With refinement, Duke researchers hope to extend the time this type of therapy can be used to slow or halt the growth of tumors, which then could potentially be used in humans to provide more time to treat their cancer.

"We were able to demonstrate that, in this animal model, we could slow the growth of primary tumors and halt the growth of metastasis from the primary tumor to distant sites using gene therapy," said Duke's Charles Lin, Ph.D., a cancer researcher who is presenting the results of the Duke research. "These studies prove in principle that gene therapy administered systemically can inhibit the formation of new blood vessels in tumors."

The work is the first to show that gene therapy can "starve" tumors, said Duke's Dr. Kevin Peters, cancer researcher and the study's principal investigator. Most other researchers have taken the approach of using drug intervention, with agents such as angiostatin and endostatin, to cut tumors off from their blood supply, Peters said.

In order for tumors to grow larger than several millimeters in size, they need to attract new blood vessels to provide nourishment. Not only is this new vessel growth essential for the tumor to increase in bulk, it provides the escape route for individual cancer cells to break off, migrate to other parts of the body and become the seeds for new tumors.

The target of the Duke research, which was supported by a National Cancer Institute Special Program of Research Excellence in Breast Cancer grant, is a protein receptor, known as Tie2, found on the endothelium, or inner surface, of tumor blood vessels. When activated by growth factors that are secreted by tumors, Tie2 triggers a series of biochemical events in blood vessels around the tumor that lead to the formation of new capillaries, a process known as angiogenesis.

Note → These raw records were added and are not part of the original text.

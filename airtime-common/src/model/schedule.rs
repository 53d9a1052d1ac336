//! Schedule model: blocks, entries and update payloads

use serde::{Deserialize, Serialize};

use crate::time::Interval;

use super::{Broadcast, BroadcastRef, Id, Item, Source};

/// An item paired with the specific broadcast it was scheduled against.
///
/// The same item may appear several times in one schedule (repeats); each
/// pairing is tracked independently.
#[derive(Debug, Clone, PartialEq, Eq, Serialize, Deserialize)]
pub struct ItemAndBroadcast {
    pub item: Item,
    pub broadcast: Broadcast,
}

impl ItemAndBroadcast {
    pub fn new(item: Item, broadcast: Broadcast) -> Self {
        Self { item, broadcast }
    }
}

/// A fixed time-bounded slice of one channel's schedule: the unit of
/// update and merge.
///
/// Entries are kept ordered by broadcast start. Blocks tile time
/// contiguously; a broadcast spanning two adjacent blocks appears in both.
#[derive(Debug, Clone, PartialEq, Eq, Serialize, Deserialize)]
pub struct ChannelScheduleBlock {
    pub channel: Id,
    pub interval: Interval,
    entries: Vec<ItemAndBroadcast>,
}

impl ChannelScheduleBlock {
    pub fn new(
        channel: Id,
        interval: Interval,
        entries: impl IntoIterator<Item = ItemAndBroadcast>,
    ) -> Self {
        let mut entries: Vec<_> = entries.into_iter().collect();
        sort_entries(&mut entries);
        Self { channel, interval, entries }
    }

    pub fn empty(channel: Id, interval: Interval) -> Self {
        Self { channel, interval, entries: Vec::new() }
    }

    pub fn entries(&self) -> &[ItemAndBroadcast] {
        &self.entries
    }

    /// Copy of this block with the given entries, re-sorted by broadcast
    /// start.
    pub fn with_entries(&self, entries: impl IntoIterator<Item = ItemAndBroadcast>) -> Self {
        Self::new(self.channel, self.interval, entries)
    }
}

fn sort_entries(entries: &mut [ItemAndBroadcast]) {
    entries.sort_by_key(|e| (e.broadcast.interval.start(), e.broadcast.source_id.clone()));
}

/// One entry of a schedule update: the scheduled item id and the broadcast
/// slot it occupies.
#[derive(Debug, Clone, PartialEq, Eq, Serialize, Deserialize)]
pub struct ScheduleRefEntry {
    pub item: Id,
    pub broadcast: BroadcastRef,
}

/// A publisher's view of one channel's schedule over an interval, as named
/// by an update message.
#[derive(Debug, Clone, PartialEq, Eq, Serialize, Deserialize)]
pub struct ScheduleRef {
    pub channel: Id,
    pub interval: Interval,
    pub entries: Vec<ScheduleRefEntry>,
}

impl ScheduleRef {
    pub fn new(channel: Id, interval: Interval) -> Self {
        Self { channel, interval, entries: Vec::new() }
    }

    pub fn with_entry(mut self, item: Id, broadcast: BroadcastRef) -> Self {
        self.entries.push(ScheduleRefEntry { item, broadcast });
        self
    }
}

/// A schedule write: the new state of a channel interval from one source,
/// plus broadcasts the source explicitly withdrew.
#[derive(Debug, Clone, PartialEq, Eq, Serialize, Deserialize)]
pub struct ScheduleUpdate {
    pub source: Source,
    pub schedule: ScheduleRef,
    pub stale_broadcasts: Vec<BroadcastRef>,
}
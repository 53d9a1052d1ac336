//! Tolerant broadcast matching
//!
//! Different publishers report slightly different times for the same
//! transmission. The matcher treats two broadcasts on the same channel as
//! the same transmission when their start times fall within a flexibility
//! window; if an end flexibility is configured the end times must match
//! within it too, otherwise ends are ignored.

use airtime_common::model::Broadcast;
use chrono::Duration;

/// Symmetric, channel-scoped tolerant equality between broadcasts.
#[derive(Debug, Clone)]
pub struct BroadcastMatcher {
    start_flexibility: Duration,
    end_flexibility: Option<Duration>,
}

impl BroadcastMatcher {
    /// Match start times within `start_flexibility`; ignore end times.
    pub fn new(start_flexibility: Duration) -> Self {
        Self { start_flexibility, end_flexibility: None }
    }

    /// Match start times within `start_flexibility` and end times within
    /// `end_flexibility`.
    pub fn with_end_flexibility(start_flexibility: Duration, end_flexibility: Duration) -> Self {
        Self {
            start_flexibility,
            end_flexibility: Some(end_flexibility),
        }
    }

    /// Starts must be identical; ends are ignored.
    pub fn exact_start() -> Self {
        Self::new(Duration::zero())
    }

    /// Starts and ends must both be identical.
    pub fn exact_start_end() -> Self {
        Self::with_end_flexibility(Duration::zero(), Duration::zero())
    }

    /// Whether `a` and `b` are the same transmission. Symmetric; requires
    /// the same channel.
    pub fn matches(&self, a: &Broadcast, b: &Broadcast) -> bool {
        if a.channel != b.channel {
            return false;
        }
        let start_delta = (a.interval.start() - b.interval.start()).abs();
        if start_delta > self.start_flexibility {
            return false;
        }
        match self.end_flexibility {
            Some(flex) => (a.interval.end() - b.interval.end()).abs() <= flex,
            None => true,
        }
    }

    /// First candidate matching `subject`, if any.
    pub fn find_matching_broadcast<'a>(
        &self,
        subject: &Broadcast,
        candidates: impl IntoIterator<Item = &'a Broadcast>,
    ) -> Option<&'a Broadcast> {
        candidates.into_iter().find(|c| self.matches(subject, c))
    }
}
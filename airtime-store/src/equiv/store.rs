//! Equivalence graph store
//!
//! Applies assertions and keeps the persisted graph partition consistent.
//! One assertion can merge previously disjoint graphs or split one graph in
//! two, so the store never patches components incrementally: it rebuilds
//! every affected component from the updated adjacency lists and rewrites
//! the partition wholesale. A persistence failure therefore means the whole
//! assertion must be retried, never resumed part-way.

use std::collections::{BTreeMap, BTreeSet, VecDeque};
use std::sync::Arc;

use async_trait::async_trait;
use sqlx::{Row, SqlitePool};
use tracing::{debug, warn};

use airtime_common::model::{
    Adjacents, EquivalenceAssertion, EquivalenceGraph, EquivalenceGraphUpdate, Id, ResourceRef,
    Source,
};

use crate::messaging::MessageSender;
use crate::observe::StoreMetrics;
use crate::{Error, Result};
use airtime_common::messages::EquivalenceGraphUpdateMessage;

#[async_trait]
pub trait EquivalenceGraphStore: Send + Sync {
    /// Apply one assertion. Returns `None` when the assertion changes
    /// nothing (the permitted efferent set is already as asserted).
    async fn update_equivalences(
        &self,
        assertion: EquivalenceAssertion,
    ) -> Result<Option<EquivalenceGraphUpdate>>;

    /// Graphs for the given ids. Ids with no recorded assertions are absent
    /// from the result; callers treat a missing id as equivalent only to
    /// itself.
    async fn resolve_ids(&self, ids: &[Id]) -> Result<BTreeMap<Id, EquivalenceGraph>>;
}

/// SQLite-backed [`EquivalenceGraphStore`].
///
/// Graphs are stored as one serialized row per graph plus a member index
/// mapping each resource id to its graph. Writes are serialized behind a
/// mutex; recomputation of a partition is not safe to interleave.
pub struct SqliteEquivalenceGraphStore {
    pool: SqlitePool,
    sender: Arc<dyn MessageSender<EquivalenceGraphUpdateMessage>>,
    metrics: Arc<StoreMetrics>,
    graph_size_warn_threshold: usize,
    write_lock: tokio::sync::Mutex<()>,
}

impl SqliteEquivalenceGraphStore {
    pub fn new(
        pool: SqlitePool,
        sender: Arc<dyn MessageSender<EquivalenceGraphUpdateMessage>>,
        metrics: Arc<StoreMetrics>,
        graph_size_warn_threshold: usize,
    ) -> Self {
        Self {
            pool,
            sender,
            metrics,
            graph_size_warn_threshold,
            write_lock: tokio::sync::Mutex::new(()),
        }
    }

    /// Stored graphs covering any of `ids`, keyed by graph id.
    async fn load_graphs_covering(&self, ids: &[Id]) -> Result<BTreeMap<Id, EquivalenceGraph>> {
        if ids.is_empty() {
            return Ok(BTreeMap::new());
        }

        let mut qb = sqlx::QueryBuilder::new(
            "SELECT DISTINCT graph_id FROM equivalence_member WHERE member_id IN (",
        );
        let mut sep = qb.separated(", ");
        for id in ids {
            sep.push_bind(id.to_string());
        }
        qb.push(")");
        let graph_ids: Vec<String> = qb
            .build()
            .fetch_all(&self.pool)
            .await?
            .into_iter()
            .map(|row| row.get("graph_id"))
            .collect();

        if graph_ids.is_empty() {
            return Ok(BTreeMap::new());
        }

        let mut qb =
            sqlx::QueryBuilder::new("SELECT graph_id, data FROM equivalence_graph WHERE graph_id IN (");
        let mut sep = qb.separated(", ");
        for graph_id in &graph_ids {
            sep.push_bind(graph_id);
        }
        qb.push(")");
        let rows = qb.build().fetch_all(&self.pool).await?;

        let mut graphs = BTreeMap::new();
        for row in rows {
            let graph_id: String = row.get("graph_id");
            let data: String = row.get("data");
            let graph_id = graph_id
                .parse::<Id>()
                .map_err(|e| Error::InvalidInput(format!("stored graph id: {e}")))?;
            let graph: EquivalenceGraph = serde_json::from_str(&data)?;
            graphs.insert(graph_id, graph);
        }
        Ok(graphs)
    }

    async fn persist(
        &self,
        prior_graph_ids: &BTreeSet<Id>,
        update: &EquivalenceGraphUpdate,
    ) -> Result<()> {
        let mut tx = self.pool.begin().await?;

        for graph_id in prior_graph_ids {
            let key = graph_id.to_string();
            sqlx::query("DELETE FROM equivalence_graph WHERE graph_id = ?")
                .bind(&key)
                .execute(&mut *tx)
                .await?;
            sqlx::query("DELETE FROM equivalence_member WHERE graph_id = ?")
                .bind(&key)
                .execute(&mut *tx)
                .await?;
        }

        for graph in update.all_graphs() {
            let key = graph.id().to_string();
            let data = serde_json::to_string(graph)?;
            sqlx::query(
                "INSERT OR REPLACE INTO equivalence_graph (graph_id, data, updated_at)
                 VALUES (?, ?, ?)",
            )
            .bind(&key)
            .bind(&data)
            .bind(graph.updated())
            .execute(&mut *tx)
            .await?;

            for member in graph.equivalence_set() {
                sqlx::query(
                    "INSERT OR REPLACE INTO equivalence_member (member_id, graph_id) VALUES (?, ?)",
                )
                .bind(member.to_string())
                .bind(&key)
                .execute(&mut *tx)
                .await?;
            }
        }

        tx.commit().await?;
        Ok(())
    }
}

#[async_trait]
impl EquivalenceGraphStore for SqliteEquivalenceGraphStore {
    async fn update_equivalences(
        &self,
        assertion: EquivalenceAssertion,
    ) -> Result<Option<EquivalenceGraphUpdate>> {
        let _guard = self.write_lock.lock().await;
        self.metrics.record_call();

        let subject = assertion.subject.clone();
        let sources: BTreeSet<Source> = assertion.sources.iter().cloned().collect();
        let asserted: BTreeMap<Id, ResourceRef> = assertion
            .asserted_adjacents
            .iter()
            .cloned()
            .map(|r| (r.id, r))
            .collect();

        let seed_ids: Vec<Id> = std::iter::once(subject.id)
            .chain(asserted.keys().copied())
            .collect();
        let prior_graphs = self.load_graphs_covering(&seed_ids).await.map_err(|e| {
            self.metrics.record_failure();
            e
        })?;
        let prior_graph_ids: BTreeSet<Id> = prior_graphs.keys().copied().collect();

        // Universe of adjacency lists the recomputation can touch: every
        // member of every graph covering the subject or an asserted id.
        let mut adjacency: BTreeMap<Id, Adjacents> = prior_graphs
            .values()
            .flat_map(|g| g.adjacency_list().clone())
            .collect();
        adjacency
            .entry(subject.id)
            .or_insert_with(|| Adjacents::singleton(subject.clone()));
        // An adjacent outside the permitted sources never enters the
        // partition: no edge to it survives, and seeding it would persist a
        // graph for an id with no recorded assertions.
        for resource in asserted.values().filter(|r| sources.contains(&r.source)) {
            adjacency
                .entry(resource.id)
                .or_insert_with(|| Adjacents::singleton(resource.clone()));
        }

        let current = adjacency
            .get(&subject.id)
            .cloned()
            .expect("subject adjacency seeded above");

        // Replace only the assertable subset of the subject's outgoing
        // edges: edges owned by sources outside the permitted set survive.
        let mut new_efferent: BTreeMap<Id, ResourceRef> = current
            .efferent()
            .filter(|r| !sources.contains(&r.source))
            .cloned()
            .map(|r| (r.id, r))
            .collect();
        for resource in asserted.values().filter(|r| sources.contains(&r.source)) {
            new_efferent.insert(resource.id, resource.clone());
        }
        new_efferent.insert(subject.id, subject.clone());

        let current_efferent_ids: BTreeSet<Id> = current.efferent().map(|r| r.id).collect();
        // Full refs, not just ids: a re-assertion that moves a neighbour to
        // a different source must replace the stored ref.
        let current_refs: BTreeSet<&ResourceRef> = current.efferent().collect();
        let new_refs: BTreeSet<&ResourceRef> = new_efferent.values().collect();
        if new_refs == current_refs {
            debug!(subject = %subject.id, "equivalence assertion is a no-op");
            self.metrics.record_no_op();
            return Ok(None);
        }

        adjacency.insert(subject.id, current.with_efferent(new_efferent.values().cloned()));

        // Mirror the assertion on the incoming side of each permitted
        // neighbour, both the newly asserted ones and the ones dropped.
        let neighbours: BTreeSet<Id> = current_efferent_ids
            .iter()
            .copied()
            .chain(asserted.keys().copied())
            .filter(|id| *id != subject.id)
            .collect();
        for id in neighbours {
            let Some(adj) = adjacency.get(&id) else { continue };
            if !sources.contains(adj.source()) {
                continue;
            }
            let updated = if asserted.contains_key(&id) {
                adj.with_afferent(subject.clone())
            } else {
                adj.without_afferent(subject.id)
            };
            adjacency.insert(id, updated);
        }

        let components = partition(&adjacency);
        let mut updated_graph = None;
        let mut created = Vec::new();
        for component in components {
            let graph = EquivalenceGraph::from_adjacents(component);
            if graph.contains(subject.id) {
                updated_graph = Some(graph);
            } else {
                // Split-out fragments, plus any graph the repartition left
                // intact; all are rewritten with the partition.
                created.push(graph);
            }
        }
        let updated_graph = updated_graph.expect("subject is in some component");

        let new_graph_ids: BTreeSet<Id> = std::iter::once(updated_graph.id())
            .chain(created.iter().map(|g| g.id()))
            .collect();
        let deleted: Vec<Id> = prior_graph_ids
            .iter()
            .copied()
            .filter(|id| !new_graph_ids.contains(id))
            .collect();

        let update = EquivalenceGraphUpdate {
            updated: updated_graph,
            created,
            deleted,
            assertion: Some(assertion),
        };

        // Split fragments can be oversized too, not just the subject's graph.
        for (graph_id, size) in oversized_graphs(&update, self.graph_size_warn_threshold) {
            warn!(
                graph = %graph_id,
                size,
                threshold = self.graph_size_warn_threshold,
                "equivalence graph exceeds size threshold"
            );
        }

        self.persist(&prior_graph_ids, &update).await.map_err(|e| {
            self.metrics.record_failure();
            e
        })?;

        // Downstream stores re-resolve from here, so a lost message delays
        // a refresh but never corrupts state.
        let message = EquivalenceGraphUpdateMessage::new(update.clone());
        if let Err(e) = self.sender.send(message).await {
            warn!(error = %e, subject = %update.updated.id(), "failed to send graph update message");
        }

        Ok(Some(update))
    }

    async fn resolve_ids(&self, ids: &[Id]) -> Result<BTreeMap<Id, EquivalenceGraph>> {
        let graphs = self.load_graphs_covering(ids).await?;
        let mut resolved = BTreeMap::new();
        for id in ids {
            if let Some(graph) = graphs.values().find(|g| g.contains(*id)) {
                resolved.insert(*id, graph.clone());
            }
        }
        Ok(resolved)
    }
}

/// Every graph in the update whose membership exceeds `threshold`, as
/// (graph id, size) pairs.
fn oversized_graphs(update: &EquivalenceGraphUpdate, threshold: usize) -> Vec<(Id, usize)> {
    update
        .all_graphs()
        .filter(|g| g.len() > threshold)
        .map(|g| (g.id(), g.len()))
        .collect()
}

/// Connected components of the undirected closure of efferent and afferent
/// edges, restricted to ids present in `adjacency`.
fn partition(adjacency: &BTreeMap<Id, Adjacents>) -> Vec<Vec<Adjacents>> {
    // An edge may survive on one side only (a neighbour outside the
    // assertion's sources keeps its afferent record), so symmetrize before
    // traversing: an edge kept on either side joins its endpoints.
    let mut edges: BTreeMap<Id, BTreeSet<Id>> = BTreeMap::new();
    for (id, adj) in adjacency {
        for next in adj.adjacent_ids() {
            if adjacency.contains_key(&next) {
                edges.entry(*id).or_default().insert(next);
                edges.entry(next).or_default().insert(*id);
            }
        }
    }

    let mut components = Vec::new();
    let mut seen: BTreeSet<Id> = BTreeSet::new();

    for start in adjacency.keys().copied() {
        if seen.contains(&start) {
            continue;
        }
        let mut component = Vec::new();
        let mut queue = VecDeque::from([start]);
        seen.insert(start);
        while let Some(id) = queue.pop_front() {
            if let Some(adj) = adjacency.get(&id) {
                component.push(adj.clone());
            }
            let Some(neighbours) = edges.get(&id) else { continue };
            for next in neighbours.iter().copied() {
                if seen.insert(next) {
                    queue.push_back(next);
                }
            }
        }
        components.push(component);
    }

    components
}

The researchers developed a recombinant Tie2 inhibitor protein, which they called "ExTek," and inserted it into the genome of an adenovirus. The adenovirus is an ubiquitous virus commonly used as a carrier, or vector, for gene therapy experiments, and is genetically modified so that it retains its ability to infect tissue, but cannot replicate like a normal virus.

The ExTek-containing virus then was injected into two groups of mice, one with melanoma and one with human breast cancer. The virus then "infected" the animal's liver, according to Peters.

"The livers of these animals act a lot like a factory, producing large quantities of the Tie2 inhibitor protein that is then released into the bloodstream," Peters said. "Importantly, levels of ExTek remained high during that time with no adverse effect on the mice."

In the first experiment, the mice livers produced the protein for more than a week before the animals' immune system cleared the virus. However, during that time, the rate of tumor growth in the mice with breast cancer decreased 64 percent, and decreased 47 percent in the mice with melanoma, the researchers say.

"While the effect was transitory, it was significant," Peters said. "As we find newer and better vectors, we should be able to extend the length of time we are able to slow or halt tumor growth, which provides more time to treat the cancer with other existing agents."

Once the researchers found that they could slow the growth of the primary tumor, they wanted to know what effect their gene therapy approach would have on cancer metastasis. So they mixed the breast cancer and melanoma cell lines together and injected them into the mice. Half the mice received the genetically altered adenovirus and half received a control virus.

"The mice that served as a control developed large and well vascularized lung tumors, while in the other mice we only found microscopic clusters of tumor cells," Lin said. "So not only does this method of therapy slow the growth of the primary tumor, it also appears to halt the growth of metastatic tumors to other regions of the body."

In addition to developing new and more efficient gene therapy vectors, the Duke team is testing the combination of Tie2 inhibitor proteins with a different class of anti-angiogenic proteins known as vascular endothelial growth factor (VEGF).